Keragaman penafsiran terhadap Alquran menjadi problem sendiri yang dialami masyarakat Indonesia. Ada yang sangat tekstual dan ada juga yang berwatak liberal.
Demikian ungkap KH. Mu’tashim Billah dalam sambutannya pada Kuliah Tafsir Pesantren yang berlangsung di Aula Komplek I Ponpes Sunan Pandanaran, Sleman (08/02).
Ketua STAI Sunan Pandanaran ini menjelaskan, bahwa Tafsir Pesantren adalah upaya moderasi penafsiran al-Qur’an yang selaras dengan prinsip dan nilai-nilai kepesantrenan serta tidak condong kepada model tekstualis dan juga liberalis.
“Kuliah tafsir pesantren ini merupakan acara seminar tafsir yang rutinan dan berkesinambungan dengan rangkaian kegiatan Khataman Alquran serta Mujahadah kegiatan Kamis Wage di Pesantren Pandanaran,” imbuh Kiai Tasim.
Sementara, KH. Dr. Ahsin Sakho Muhammad, selaku narasumber pada acara tersebut menjelaskan tiga komponen umum yang ada pada displin ilmu al-Qur’an yakni qiraah, rasm, dan tafsir.

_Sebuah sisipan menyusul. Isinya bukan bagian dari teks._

//! CSV reading helpers: delimiter and encoding resolution, reader
//! construction and field decoding via `encoding_rs`.

use std::{io::Read, path::Path};

use encoding_rs::{Encoding, UTF_8};

use crate::source::SourceError;

pub const DEFAULT_CSV_DELIMITER: u8 = b',';
pub const DEFAULT_TSV_DELIMITER: u8 = b'\t';

pub fn resolve_encoding(label: Option<&str>) -> Result<&'static Encoding, SourceError> {
    if let Some(value) = label {
        Encoding::for_label(value.trim().as_bytes())
            .ok_or_else(|| SourceError::UnknownEncoding(value.to_string()))
    } else {
        Ok(UTF_8)
    }
}

pub fn resolve_input_delimiter(path: &Path, provided: Option<u8>) -> u8 {
    provided.unwrap_or_else(|| match path.extension().and_then(|ext| ext.to_str()) {
        Some(ext) if ext.eq_ignore_ascii_case("tsv") => DEFAULT_TSV_DELIMITER,
        _ => DEFAULT_CSV_DELIMITER,
    })
}

/// Rows may be shorter or longer than the header; missing cells read as
/// blank downstream.
pub fn open_csv_reader<R>(reader: R, delimiter: u8, has_headers: bool) -> csv::Reader<R>
where
    R: Read,
{
    let mut builder = csv::ReaderBuilder::new();
    builder
        .has_headers(has_headers)
        .delimiter(delimiter)
        .double_quote(true)
        .flexible(true);
    builder.from_reader(reader)
}

/// Decodes one field. Byte order marks are not sniffed per field.
pub fn decode_bytes(bytes: &[u8], encoding: &'static Encoding) -> Option<String> {
    let (text, had_errors) = encoding.decode_without_bom_handling(bytes);
    (!had_errors).then(|| text.into_owned())
}

pub fn decode_record(
    record: &csv::ByteRecord,
    encoding: &'static Encoding,
    line: u64,
) -> Result<Vec<String>, SourceError> {
    record
        .iter()
        .map(|field| {
            decode_bytes(field, encoding).ok_or(SourceError::Decode {
                line,
                encoding: encoding.name(),
            })
        })
        .collect()
}

pub fn reader_headers<R>(
    reader: &mut csv::Reader<R>,
    encoding: &'static Encoding,
) -> Result<Vec<String>, SourceError>
where
    R: Read,
{
    let headers = reader.byte_headers()?.clone();
    let mut decoded = decode_record(&headers, encoding, 1)?;
    if let Some(first) = decoded.first_mut()
        && let Some(stripped) = first.strip_prefix('\u{feff}')
    {
        *first = stripped.to_string();
    }
    Ok(decoded)
}

pub(crate) fn printable_delimiter(delimiter: u8) -> String {
    match delimiter {
        b',' => ",".to_string(),
        b'\t' => "\\t".to_string(),
        b'\n' => "\\n".to_string(),
        other => (other as char).to_string(),
    }
}

#[cfg(test)]
mod tests {
    use super::*;
    use std::path::PathBuf;

    #[test]
    fn resolve_input_delimiter_uses_extension() {
        assert_eq!(resolve_input_delimiter(&PathBuf::from("a.tsv"), None), b'\t');
        assert_eq!(resolve_input_delimiter(&PathBuf::from("a.TSV"), None), b'\t');
        assert_eq!(resolve_input_delimiter(&PathBuf::from("a.csv"), None), b',');
        assert_eq!(resolve_input_delimiter(&PathBuf::from("a.tsv"), Some(b';')), b';');
    }

    #[test]
    fn resolve_encoding_rejects_unknown_labels() {
        assert_eq!(resolve_encoding(None).expect("default"), UTF_8);
        assert_eq!(
            resolve_encoding(Some(" windows-1252 ")).expect("label").name(),
            "windows-1252"
        );
        assert!(matches!(
            resolve_encoding(Some("klingon")),
            Err(SourceError::UnknownEncoding(label)) if label == "klingon"
        ));
    }

    #[test]
    fn reader_headers_strip_byte_order_mark() {
        let data = "\u{feff}MinTemp,MaxTemp\n1,2\n";
        let mut reader = open_csv_reader(data.as_bytes(), b',', true);
        let headers = reader_headers(&mut reader, UTF_8).expect("headers");
        assert_eq!(headers, vec!["MinTemp", "MaxTemp"]);
    }

    #[test]
    fn decode_record_reports_line() {
        let record = csv::ByteRecord::from(vec![&b"ok"[..], &[0xff, 0xfe][..]]);
        let err = decode_record(&record, UTF_8, 7).unwrap_err();
        assert!(matches!(err, SourceError::Decode { line: 7, .. }));
    }
}
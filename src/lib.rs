pub mod aggregate;
pub mod cli;
pub mod coerce;
pub mod config;
pub mod io_utils;
pub mod parallel;
pub mod patterns;
pub mod record;
pub mod rows;
pub mod source;
pub mod stats;
pub mod store;
pub mod summary;
pub mod table;

use std::{env, path::PathBuf, sync::OnceLock, time::Instant};

use anyhow::{Context, Result};
use clap::Parser;
use itertools::Itertools;
use log::{LevelFilter, debug, error, info, warn};

use crate::{
    cli::Cli,
    config::{ExecutionMode, PipelineConfig},
    patterns::PatternReport,
    source::Dataset,
    store::FileStore,
    summary::ResultSummary,
};

static LOGGER: OnceLock<()> = OnceLock::new();

fn init_logging() {
    LOGGER.get_or_init(|| {
        let mut builder = env_logger::Builder::from_env(env_logger::Env::default());
        if env::var("RUST_LOG").is_err() {
            builder.filter_module("weather_summary", LevelFilter::Info);
        }
        let _ = builder.format_timestamp_millis().try_init();
    });
}

/// What a completed run produced.
#[derive(Debug, Clone)]
pub struct RunOutcome {
    pub summary_path: PathBuf,
    pub summary: ResultSummary,
    pub patterns: Option<PatternReport>,
}

pub fn run() -> Result<()> {
    init_logging();
    let cli = Cli::parse();
    let config = PipelineConfig::from_cli(&cli)?;
    debug!("Resolved configuration: {config:?}");
    execute(&config).map(|_| ())
}

/// Reads, summarizes and saves according to `config.mode`. Returns `None`
/// when the input has no data rows; nothing is written in that case.
pub fn execute(config: &PipelineConfig) -> Result<Option<RunOutcome>> {
    info!(
        "Summarizing '{}' ({} mode)",
        config.input.display(),
        config.mode
    );
    let started = Instant::now();
    let outcome = match config.mode {
        ExecutionMode::Sync => execute_sync(config)?,
        ExecutionMode::Async | ExecutionMode::Parallel => {
            let runtime = tokio::runtime::Builder::new_multi_thread()
                .enable_all()
                .build()
                .context("Starting async runtime")?;
            runtime.block_on(execute_async(config))?
        }
    };
    info!(
        "{} execution time: {:.2}s",
        config.mode,
        started.elapsed().as_secs_f64()
    );
    if let Some(outcome) = &outcome {
        report(outcome);
    }
    Ok(outcome)
}

fn execute_sync(config: &PipelineConfig) -> Result<Option<RunOutcome>> {
    let dataset = source::read_records(&config.input, &config.source)
        .inspect_err(|err| error!("Failed to read CSV: {err:#}"))
        .context("Could not read the CSV. Check the file path and try again")?;
    if no_rows(config, &dataset) {
        return Ok(None);
    }
    let columns = config.resolve_columns(&dataset.headers);
    let summary = summary::summarize(&dataset.records, &columns);
    log_summary(&summary);

    let store = FileStore::new(&config.output)
        .and_then(|store| store.save_summary(&summary).map(|path| (store, path)))
        .inspect_err(|err| error!("Failed to save summary: {err:#}"));
    let (store, summary_path) = store.context("Could not save the summary file")?;

    let patterns = config.patterns.and_then(|thresholds| {
        let report = patterns::analyze(&dataset.records, &thresholds);
        match patterns::save_report(&report, store.out_dir()) {
            Ok(_) => Some(report),
            Err(err) => {
                warn!("Could not write pattern analysis: {err:#}");
                None
            }
        }
    });

    Ok(Some(RunOutcome {
        summary_path,
        summary,
        patterns,
    }))
}

async fn execute_async(config: &PipelineConfig) -> Result<Option<RunOutcome>> {
    let dataset = source::read_records_async(&config.input, &config.source)
        .await
        .inspect_err(|err| error!("Failed to read CSV: {err:#}"))
        .context("Could not read the CSV. Check the file path and try again")?;
    if no_rows(config, &dataset) {
        return Ok(None);
    }
    let columns = config.resolve_columns(&dataset.headers);
    let (dataset, summary) = match config.mode {
        ExecutionMode::Parallel => {
            let workers = config.workers;
            let (dataset, summary) = tokio::task::spawn_blocking(move || {
                let summary = parallel::summarize_parallel(&dataset.records, &columns, workers);
                (dataset, summary)
            })
            .await
            .context("Joining column workers")?;
            let summary = summary
                .inspect_err(|err| error!("Failed to summarize: {err:#}"))
                .context("Something went wrong while summarizing")?;
            (dataset, summary)
        }
        _ => {
            let summary = summary::summarize(&dataset.records, &columns);
            (dataset, summary)
        }
    };
    log_summary(&summary);

    let store = FileStore::new(&config.output)
        .inspect_err(|err| error!("Failed to prepare output: {err:#}"))
        .context("Could not save the summary file")?;
    let patterns_task = async {
        match config.patterns {
            Some(thresholds) => {
                let report = patterns::analyze(&dataset.records, &thresholds);
                patterns::save_report_async(&report, store.out_dir()).await?;
                Ok::<_, anyhow::Error>(Some(report))
            }
            None => Ok(None),
        }
    };
    // Both saves run to completion so each can remove its own temp file.
    let (saved_summary, saved_patterns) =
        tokio::join!(store.save_summary_async(&summary), patterns_task);
    let summary_path = saved_summary
        .inspect_err(|err| error!("Failed to save summary: {err:#}"))
        .context("Could not save the summary file")?;
    let patterns = saved_patterns
        .inspect_err(|err| error!("Failed to save pattern analysis: {err:#}"))
        .context("Could not save the pattern analysis")?;

    Ok(Some(RunOutcome {
        summary_path,
        summary,
        patterns,
    }))
}

fn log_summary(summary: &ResultSummary) {
    info!(
        "Processed {} numeric value(s) across {} column(s)",
        summary.total_count(),
        summary.len()
    );
    let empty = summary.empty_columns().join(", ");
    if !empty.is_empty() {
        info!("No numeric values in: {empty}");
    }
}

fn no_rows(config: &PipelineConfig, dataset: &Dataset) -> bool {
    if dataset.is_empty() {
        println!("No rows found in {}", config.input.display());
        return true;
    }
    false
}

fn report(outcome: &RunOutcome) {
    table::print_table(
        &table::summary_headers(),
        &table::summary_rows(&outcome.summary),
    );
    if let Some(patterns) = &outcome.patterns {
        println!();
        table::print_table(
            &["pattern".to_string(), "value".to_string()],
            &patterns.render_rows(),
        );
    }
    println!("Saved summary to {}", outcome.summary_path.display());
}
use std::borrow::Cow;
use std::fmt::Write as _;

use crate::{aggregate::ColumnStats, summary::ResultSummary};

pub fn summary_headers() -> Vec<String> {
    ["column", "count", "mean", "median", "mode", "range"]
        .into_iter()
        .map(String::from)
        .collect()
}

pub fn summary_rows(summary: &ResultSummary) -> Vec<Vec<String>> {
    summary
        .iter()
        .map(|(column, stats)| stats_row(&column.to_string(), stats))
        .collect()
}

fn stats_row(name: &str, stats: &ColumnStats) -> Vec<String> {
    vec![
        name.to_string(),
        stats.count().to_string(),
        format_metric(stats.mean()),
        format_metric(stats.median()),
        format_metric(stats.mode()),
        format_metric(stats.range()),
    ]
}

pub fn format_metric(metric: Option<f64>) -> String {
    metric.map(format_number).unwrap_or_default()
}

fn format_number(value: f64) -> String {
    if value.fract() == 0.0 {
        format!("{value:.0}")
    } else {
        format!("{value:.4}")
    }
}

pub fn render_table(headers: &[String], rows: &[Vec<String>]) -> String {
    let column_count = headers.len();
    let mut widths = headers
        .iter()
        .map(|h| h.chars().count().max(1))
        .collect::<Vec<_>>();

    for row in rows {
        for (idx, cell) in row.iter().enumerate().take(column_count) {
            widths[idx] = widths[idx].max(sanitize_cell(cell).chars().count());
        }
    }

    let mut output = String::new();
    let _ = writeln!(output, "{}", format_row(headers, &widths));
    let separator = widths.iter().map(|w| "-".repeat(*w)).collect::<Vec<_>>();
    let _ = writeln!(output, "{}", format_row(&separator, &widths));
    for row in rows {
        let _ = writeln!(output, "{}", format_row(row, &widths));
    }
    output
}

pub fn print_table(headers: &[String], rows: &[Vec<String>]) {
    print!("{}", render_table(headers, rows));
}

fn format_row(values: &[String], widths: &[usize]) -> String {
    let line = values
        .iter()
        .zip(widths)
        .map(|(value, width)| format!("{:<width$}", sanitize_cell(value), width = *width))
        .collect::<Vec<_>>()
        .join("  ");
    line.trim_end().to_string()
}

fn sanitize_cell(value: &str) -> Cow<'_, str> {
    if value.contains(['\n', '\r', '\t']) {
        Cow::Owned(value.replace(['\n', '\r', '\t'], " "))
    } else {
        Cow::Borrowed(value)
    }
}

#[cfg(test)]
mod tests {
    use super::*;

    #[test]
    fn format_metric_trims_whole_numbers() {
        assert_eq!(format_metric(Some(2.0)), "2");
        assert_eq!(format_metric(Some(2.25)), "2.2500");
        assert_eq!(format_metric(None), "");
    }
}
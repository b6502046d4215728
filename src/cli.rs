use std::{num::NonZeroUsize, path::PathBuf};

use clap::{ArgAction, Parser};

#[derive(Debug, Parser)]
#[command(
    author,
    version,
    about = "Summarize numeric columns of a weather CSV into JSON",
    long_about = None
)]
pub struct Cli {
    /// Input CSV file with a header row
    #[arg(short = 'i', long = "input")]
    pub input: PathBuf,
    /// Summary JSON file, or a directory to hold summary.json
    #[arg(short = 'o', long = "output", default_value = "dist/summary.json")]
    pub output: PathBuf,
    /// Columns to summarize (defaults to every header); `#N` selects a position
    #[arg(short = 'C', long = "columns", value_delimiter = ',', action = ArgAction::Append)]
    pub columns: Vec<String>,
    /// Use blocking file I/O throughout
    #[arg(long, conflicts_with = "parallel")]
    pub sync: bool,
    /// Fan column statistics out across worker threads
    #[arg(long)]
    pub parallel: bool,
    /// Worker threads for --parallel (defaults to available cores)
    #[arg(long)]
    pub workers: Option<NonZeroUsize>,
    /// CSV delimiter character (supports ',', 'tab', ';', '|')
    #[arg(long, value_parser = parse_delimiter)]
    pub delimiter: Option<u8>,
    /// Character encoding of the input file (defaults to utf-8)
    #[arg(long = "input-encoding")]
    pub input_encoding: Option<String>,
    /// Skip the hot/cold and rainy/dry pattern analysis
    #[arg(long = "no-patterns")]
    pub no_patterns: bool,
    /// MaxTemp above which a day counts as hot
    #[arg(long = "hot-threshold", default_value_t = 25.0)]
    pub hot_threshold: f64,
    /// MaxTemp below which a day counts as cold
    #[arg(long = "cold-threshold", default_value_t = 15.0)]
    pub cold_threshold: f64,
}

pub fn parse_delimiter(value: &str) -> Result<u8, String> {
    match value {
        "tab" | "\t" => Ok(b'\t'),
        "comma" | "," => Ok(b','),
        "|" | "pipe" => Ok(b'|'),
        ";" | "semicolon" => Ok(b';'),
        other => {
            let mut chars = other.chars();
            let first = chars
                .next()
                .ok_or_else(|| "Delimiter cannot be empty".to_string())?;
            if chars.next().is_some() {
                return Err("Delimiter must be a single character".to_string());
            }
            if !first.is_ascii() {
                return Err("Delimiter must be ASCII".to_string());
            }
            Ok(first as u8)
        }
    }
}
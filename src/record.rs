//! Record shapes accepted by the aggregation pipeline.
//!
//! The pipeline never inspects concrete record types directly. Anything that
//! can describe itself through [`AsRecord::view`] can be summarized:
//!
//! - **Mapping** records look up cells by column name ([`WeatherRecord`],
//!   `HashMap<String, String>`).
//! - **Positional** records read cells by index, optionally behind a header
//!   row (`Vec<String>`, `[String]`).
//! - **Scalar** records are a single cell (`String`, `&str`, `f64`).

use std::{collections::HashMap, fmt};

/// A raw cell before coercion.
#[derive(Debug, Clone, Copy, PartialEq)]
pub enum Cell<'a> {
    Text(&'a str),
    Number(f64),
}

/// The shape a record exposes to the row adapter.
#[derive(Debug, Clone, Copy)]
pub enum RecordView<'a> {
    Mapping(&'a HashMap<String, String>),
    Positional(&'a [String]),
    Scalar(Cell<'a>),
    /// Carries no readable cell at all.
    Opaque,
}

pub trait AsRecord {
    fn view(&self) -> RecordView<'_>;
}

impl<T: AsRecord + ?Sized> AsRecord for &T {
    fn view(&self) -> RecordView<'_> {
        (**self).view()
    }
}

impl AsRecord for HashMap<String, String> {
    fn view(&self) -> RecordView<'_> {
        RecordView::Mapping(self)
    }
}

impl AsRecord for [String] {
    fn view(&self) -> RecordView<'_> {
        RecordView::Positional(self)
    }
}

impl AsRecord for Vec<String> {
    fn view(&self) -> RecordView<'_> {
        RecordView::Positional(self.as_slice())
    }
}

impl AsRecord for String {
    fn view(&self) -> RecordView<'_> {
        RecordView::Scalar(Cell::Text(self.as_str()))
    }
}

impl AsRecord for str {
    fn view(&self) -> RecordView<'_> {
        RecordView::Scalar(Cell::Text(self))
    }
}

impl AsRecord for f64 {
    fn view(&self) -> RecordView<'_> {
        RecordView::Scalar(Cell::Number(*self))
    }
}

impl<T: AsRecord> AsRecord for Option<T> {
    fn view(&self) -> RecordView<'_> {
        match self {
            Some(inner) => inner.view(),
            None => RecordView::Opaque,
        }
    }
}

/// One data row of a weather file, keyed by header name.
#[derive(Debug, Clone, Default, PartialEq, Eq)]
pub struct WeatherRecord {
    pub row: HashMap<String, String>,
}

impl WeatherRecord {
    pub fn new(row: HashMap<String, String>) -> Self {
        Self { row }
    }

    /// Returns the raw cell for `column`, or `""` when the column is absent.
    pub fn get(&self, column: &str) -> &str {
        self.row.get(column).map(String::as_str).unwrap_or("")
    }
}

impl AsRecord for WeatherRecord {
    fn view(&self) -> RecordView<'_> {
        RecordView::Mapping(&self.row)
    }
}

impl<K, V> FromIterator<(K, V)> for WeatherRecord
where
    K: Into<String>,
    V: Into<String>,
{
    fn from_iter<I: IntoIterator<Item = (K, V)>>(iter: I) -> Self {
        Self {
            row: iter
                .into_iter()
                .map(|(k, v)| (k.into(), v.into()))
                .collect(),
        }
    }
}

/// Owned record for callers whose sources mix shapes.
#[derive(Debug, Clone, PartialEq)]
pub enum Record {
    Mapping(HashMap<String, String>),
    Positional(Vec<String>),
    Scalar(String),
    Number(f64),
}

impl AsRecord for Record {
    fn view(&self) -> RecordView<'_> {
        match self {
            Record::Mapping(map) => RecordView::Mapping(map),
            Record::Positional(cells) => RecordView::Positional(cells),
            Record::Scalar(text) => RecordView::Scalar(Cell::Text(text)),
            Record::Number(value) => RecordView::Scalar(Cell::Number(*value)),
        }
    }
}

/// Selects a field from a record: by name for mappings and headed rows, by
/// position for positional rows.
#[derive(Debug, Clone, PartialEq, Eq, Hash, PartialOrd, Ord)]
pub enum ColumnId {
    Name(String),
    Position(i64),
}

impl ColumnId {
    /// Parses a CLI column token. `#N` selects a position, anything else is a
    /// name.
    pub fn parse(token: &str) -> Self {
        Self::from_key(token.trim())
    }

    /// Inverse of [`Display`](fmt::Display): `#N` is a position, any other
    /// key is taken verbatim as a name.
    pub fn from_key(key: &str) -> Self {
        if let Some(digits) = key.strip_prefix('#')
            && let Ok(position) = digits.parse::<i64>()
        {
            return ColumnId::Position(position);
        }
        ColumnId::Name(key.to_string())
    }

    pub fn as_name(&self) -> Option<&str> {
        match self {
            ColumnId::Name(name) => Some(name),
            ColumnId::Position(_) => None,
        }
    }
}

impl fmt::Display for ColumnId {
    fn fmt(&self, f: &mut fmt::Formatter<'_>) -> fmt::Result {
        match self {
            ColumnId::Name(name) => f.write_str(name),
            ColumnId::Position(position) => write!(f, "#{position}"),
        }
    }
}

impl From<&str> for ColumnId {
    fn from(name: &str) -> Self {
        ColumnId::Name(name.to_string())
    }
}

impl From<String> for ColumnId {
    fn from(name: String) -> Self {
        ColumnId::Name(name)
    }
}

impl From<i64> for ColumnId {
    fn from(position: i64) -> Self {
        ColumnId::Position(position)
    }
}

“Ilmu qiraah adalah ilmu tentang bagaimana cara membaca atau mengucapkan Alquran sehingga bacaan Alquran dapat terjaga. Sedangkan Ilmu rasm usmani adalah pembahasan mengenai komponen-komponen bagaimana cara tulisan Alquran sehingga Alquran dapat terlihat utuh sebagaimana yang ada pada zaman Nabi. Yang ketiga adalah Ilmu tafsir ialah tentang bagaimana cara memahami al-Qur’an. Ketiganya komponennya telah ada mulai dari pada masa Nabi,” jelas Kiai Ahsin.
Kepada sedikitnya tiga ratusan mahasiswa dan santri yang hadir, Kiai Ahsin mengatakan, bahwa mashadir (sumber penafsiran al-Qur’an), manhaj (Metode Penafsiran), dan Mazhab atau corak tafsir selalu muncul dengan konteks yang melatarbelakanginya.
“Di Indonesia, model tafsir yang banyak diminati oleh masyarakat adalah model tafsir yang cepat saji dimana dari sebuah ayat Alquran dapat dipahami sebuah intisari petunjuk dengan menekankan aspek substansial yang bisa diambil dan diterapkan,” terang sekretaris Lajnah Pentashihan Al-Qur’an RI ini.
Karena itu, lanjutnya, dalam konteks inilah saya ingin menawarkan metode panafsiran yang cocok untuk sekarang.
“Pertama, uraiannya ringkas, padat, dan mengenai sasaran. Kedua, ayat-ayat yang disampaikan adalah ayat yang akan diuraikan (tematik). Ketiga, menguraikan latar belakang ayat tersebut. Keempat, menggunakan metode ijmaly lebih bebas. Kelima, tidak terlalu melebar kepada pembahasan seputar bahasa dan keilmuan lainnya, tentunya terkecuali dalam dunia akademik. Keenam, di akhir penafsiran ditunjukkan pula unsur hidai (hidayah/petunjuk) dari ayat tersebut,” pungkas Kiai Ahsin.